DESCRIPTION OF THE TASK: The listing that follows should be copied in full, exactly as written.

═══ INPUT ═══

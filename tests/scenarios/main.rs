//! Integration tests for end-to-end usage of Result
//!
//! Tests recursive fallible computations, combinator chains, early return,
//! and moving results across threads.

mod propagation;
//! Early return on error.
//!
//! Disable the default `try-macro` feature to define your own version,
//! for instance one that attaches extra context while propagating.

/// Unwraps a [`Result`](crate::Result) or returns its error from the
/// enclosing function.
///
/// On `Ok` the macro evaluates to the success value. On `Err` the enclosing
/// function returns `Result::Err(From::from(error))` immediately, so the
/// same error comes back when the error types coincide. The enclosing
/// function must itself return a [`Result`](crate::Result).
///
/// ```
/// use outcome_foundation::{Failure, Result, attempt};
///
/// fn parse(input: &str) -> Result<i32> {
///     input
///         .parse::<i32>()
///         .map_err(|_| Failure::domain(format!("not a number: {input}")))
///         .into()
/// }
///
/// fn sum(a: &str, b: &str) -> Result<i32> {
///     let a = attempt!(parse(a));
///     let b = attempt!(parse(b));
///     Result::Ok(a + b)
/// }
///
/// assert_eq!(sum("40", "2").unwrap(), 42);
/// assert!(sum("forty", "2").is_error());
/// ```
#[macro_export]
macro_rules! attempt {
    ($expr:expr $(,)?) => {
        match $crate::Result::into_std($expr) {
            ::core::result::Result::Ok(value) => value,
            ::core::result::Result::Err(error) => {
                $crate::__private::tracing::trace!(
                    target: "outcome::attempt",
                    "propagating error to caller"
                );
                return $crate::Result::Err(::core::convert::From::from(error));
            }
        }
    };
}
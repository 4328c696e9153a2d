//! Subscribe-loop wiring for the `tps-consumer` binary: decode, process,
//! and ack/requeue/dead-letter each message (spec §4.7).

use futures::future::BoxFuture;
use std::sync::Arc;
use tokio_util::sync::CancellationToken;

use crate::error::TransferError;
use crate::ports::{MessageConsumer, MessageHandle};
use crate::transfer::messages::TransferMessage;
use crate::transfer::service::{ProcessOutcome, TOPIC_TRANSACTIONS, TransferService};

pub const CONSUMER_GROUP: &str = "tps-consumer";

pub async fn run(
    service: Arc<TransferService>,
    consumer: Arc<dyn MessageConsumer>,
    shutdown: CancellationToken,
) -> Result<(), TransferError> {
    let cancel = shutdown.clone();
    let handler: Box<
        dyn Fn(Box<dyn MessageHandle>) -> BoxFuture<'static, Result<(), TransferError>> + Send + Sync,
    > = Box::new(move |handle: Box<dyn MessageHandle>| {
        let service = service.clone();
        let cancel = cancel.clone();
        Box::pin(async move { handle_one(&service, handle, &cancel).await })
    });

    consumer
        .subscribe(TOPIC_TRANSACTIONS, CONSUMER_GROUP, handler, shutdown)
        .await
}

async fn handle_one(
    service: &TransferService,
    handle: Box<dyn MessageHandle>,
    cancel: &CancellationToken,
) -> Result<(), TransferError> {
    let key = handle.message().key.clone();
    let payload = handle.message().value.clone();

    match serde_json::from_slice::<TransferMessage>(&payload) {
        Ok(msg) => match service.process_transfer(msg.clone(), cancel).await {
            ProcessOutcome::Completed | ProcessOutcome::FailedTerminal => handle.ack().await,
            ProcessOutcome::Requeue => {
                service.requeue(msg).await?;
                handle.ack().await
            }
            ProcessOutcome::DeadLetter { reason } => {
                service.publish_to_dlq(&msg, reason).await?;
                handle.ack().await
            }
        },
        Err(_) => {
            tracing::error!("malformed or invalid transfer message, sending to dlq");
            service
                .publish_malformed_to_dlq(key, payload, "invalid message id".to_string())
                .await?;
            handle.ack().await
        }
    }
}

═══

THE ANSWER:
filename tests/scenarios/main.rs
//! Integration tests for end-to-end usage of Result
//!
//! Tests recursive fallible computations, combinator chains, early return,
//! and moving results across threads.

mod propagation;
//! Early return on error.
//!
//! Disable the default `try-macro` feature to define your own version,
//! for instance one that attaches extra context while propagating.

/// Unwraps a [`Result`](crate::Result) or returns its error from the
/// enclosing function.
///
/// On `Ok` the macro evaluates to the success value. On `Err` the enclosing
/// function returns `Result::Err(From::from(error))` immediately, so the
/// same error comes back when the error types coincide. The enclosing
/// function must itself return a [`Result`](crate::Result).
///
/// ```
/// use outcome_foundation::{Failure, Result, attempt};
///
/// fn parse(input: &str) -> Result<i32> {
///     input
///         .parse::<i32>()
///         .map_err(|_| Failure::domain(format!("not a number: {input}")))
///         .into()
/// }
///
/// fn sum(a: &str, b: &str) -> Result<i32> {
///     let a = attempt!(parse(a));
///     let b = attempt!(parse(b));
///     Result::Ok(a + b)
/// }
///
/// assert_eq!(sum("40", "2").unwrap(), 42);
/// assert!(sum("forty", "2").is_error());
/// ```
#[macro_export]
macro_rules! attempt {
    ($expr:expr $(,)?) => {
        match $crate::Result::into_std($expr) {
            ::core::result::Result::Ok(value) => value,
            ::core::result::Result::Err(error) => {
                $crate::__private::tracing::trace!(
                    target: "outcome::attempt",
                    "propagating error to caller"
                );
                return $crate::Result::Err(::core::convert::From::from(error));
            }
        }
    };
}
repository 4328c696e9153a2d
//! Subscribe-loop wiring for the `tps-consumer` binary: decode, process,
//! and ack/requeue/dead-letter each message (spec §4.7).

use futures::future::BoxFuture;
use std::sync::Arc;
use tokio_util::sync::CancellationToken;

use crate::error::TransferError;
use crate::ports::{MessageConsumer, MessageHandle};
use crate::transfer::messages::TransferMessage;
use crate::transfer::service::{ProcessOutcome, TOPIC_TRANSACTIONS, TransferService};

pub const CONSUMER_GROUP: &str = "tps-consumer";

pub async fn run(
    service: Arc<TransferService>,
    consumer: Arc<dyn MessageConsumer>,
    shutdown: CancellationToken,
) -> Result<(), TransferError> {
    let cancel = shutdown.clone();
    let handler: Box<
        dyn Fn(Box<dyn MessageHandle>) -> BoxFuture<'static, Result<(), TransferError>> + Send + Sync,
    > = Box::new(move |handle: Box<dyn MessageHandle>| {
        let service = service.clone();
        let cancel = cancel.clone();
        Box::pin(async move { handle_one(&service, handle, &cancel).await })
    });

    consumer
        .subscribe(TOPIC_TRANSACTIONS, CONSUMER_GROUP, handler, shutdown)
        .await
}

async fn handle_one(
    service: &TransferService,
    handle: Box<dyn MessageHandle>,
    cancel: &CancellationToken,
) -> Result<(), TransferError> {
    let key = handle.message().key.clone();
    let payload = handle.message().value.clone();

    match serde_json::from_slice::<TransferMessage>(&payload) {
        Ok(msg) => match service.process_transfer(msg.clone(), cancel).await {
            ProcessOutcome::Completed | ProcessOutcome::FailedTerminal => handle.ack().await,
            ProcessOutcome::Requeue => {
                service.requeue(msg).await?;
                handle.ack().await
            }
            ProcessOutcome::DeadLetter { reason } => {
                service.publish_to_dlq(&msg, reason).await?;
                handle.ack().await
            }
        },
        Err(_) => {
            tracing::error!("malformed or invalid transfer message, sending to dlq");
            service
                .publish_malformed_to_dlq(key, payload, "invalid message id".to_string())
                .await?;
            handle.ack().await
        }
    }
}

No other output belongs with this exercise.